Fármacos a evitar: anticolinérgicos – bloqueiam mais ainda a via indireta.
ESCLEROSE LATERAL AMIOTRÓFICA
Destruição dos neurônios motores da espinha dorsal e dos corticais (em menores casos).
As funções motoras começam no estriado (putamen, substância nigra, caudado). Esse impulso nervoso gerado na região estriado vai até o tálamo para ser distribuído principalmente para o córtex motor. O córtex motor recebe e transmite para os neurônios motores da espinha dorsal, que ligam o SNC até o músculo esquelético, que se contrai ou relaxa a depender da via ativada. Com a destruição desses neurônios, há perda da transdução do sinal.
Sintomatologia:
 	Motora – fraqueza muscular progressiva e rápida, atrofia e fasciculações, espasticidade, disartria, disfagia e complicações respiratórias;
 	Sensitiva, cognitiva, oculomotora e autonômica – funções preservadas.

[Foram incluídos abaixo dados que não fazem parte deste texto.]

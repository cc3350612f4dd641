use std::sync::Arc;

use log::{debug, warn};

use crate::error::HubError;
use crate::fanout::NotificationFanout;
use crate::messages::{SendMessage, ServerMessage};
use crate::models::{Message, MessageType, NewMessage};
use crate::registry::{ConnectionId, ConnectionRegistry};
use crate::rooms::RoomManager;
use crate::store::Store;

/// Validates, persists and then broadcasts chat messages. Nothing is
/// broadcast before the store has accepted it.
pub struct MessagePipeline {
    store: Arc<dyn Store>,
    rooms: Arc<RoomManager>,
    registry: Arc<ConnectionRegistry>,
    fanout: NotificationFanout,
    max_message_length: usize,
}

impl MessagePipeline {
    pub fn new(
        store: Arc<dyn Store>,
        rooms: Arc<RoomManager>,
        registry: Arc<ConnectionRegistry>,
        max_message_length: usize,
    ) -> Self {
        let fanout = NotificationFanout::new(store.clone(), rooms.clone());
        MessagePipeline {
            store,
            rooms,
            registry,
            fanout,
            max_message_length,
        }
    }

    pub async fn submit(
        &self,
        id: ConnectionId,
        request: SendMessage,
    ) -> Result<Message, HubError> {
        self.validate(&request)?;

        let message = self
            .store
            .create_message(NewMessage {
                group_id: request.group_id,
                user_id: request.user_id,
                content: request.content,
                message_type: request.message_type,
                is_urgent: request.is_urgent,
                file: request.file,
            })
            .await
            .map_err(|e| {
                warn!("Failed to persist message from {}: {}", id, e);
                HubError::Persistence(e)
            })?;

        let delivered = self
            .rooms
            .broadcast(&message.group_id, &ServerMessage::NewMessage(message.clone()))
            .await;
        debug!("Message {} delivered to {} connections", message.id, delivered);

        if message.is_urgent {
            // the message is already out; a failed fanout only earns the sender a warning
            if let Err(err) = self.fanout.fanout_urgent(&message).await {
                warn!("Fanout for message {} degraded: {:?}", message.id, err);
                self.registry
                    .send_to(id, &ServerMessage::for_error(&err))
                    .await;
            }
        }

        Ok(message)
    }

    fn validate(&self, request: &SendMessage) -> Result<(), HubError> {
        if request.content.trim().is_empty() && request.message_type != MessageType::System {
            return Err(HubError::Validation("message content is empty".into()));
        }
        if request.content.chars().count() > self.max_message_length {
            return Err(HubError::Validation(format!(
                "message exceeds {} characters",
                self.max_message_length
            )));
        }
        Ok(())
    }
}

É fatal em virtude das complicações respiratórias (2-3 anos após diagnóstico).
Teorias:
 	Autoimunidade
 	Excitotoxicidade – principalmente pelo glutamato;
 	Toxicidade de radicais livres – mutação na SOD (enzima superóxido dismutase);
 	Infecção viral
Enzima Superóxido Dismutase: é relacionada ao controle dos radicais livres, como peróxidos. Com a mutação, há a produção de nitrotirosina, que causa neurodegeneração.
Tratamento:
Sintomatológico
 	Espasticidade – agonistas do GABA, que aumenta o tônus extensor. Ex: Baclofeno
 	Forma bulbar da ELA – antidepressivos e antisialogogos (inibidores da salivação)
 	Riluzol – medicamento específico, consegue inibir a liberação e ação pós-sináptica do glutamato, retarda a deterioração e reduz a excitotoxicidade.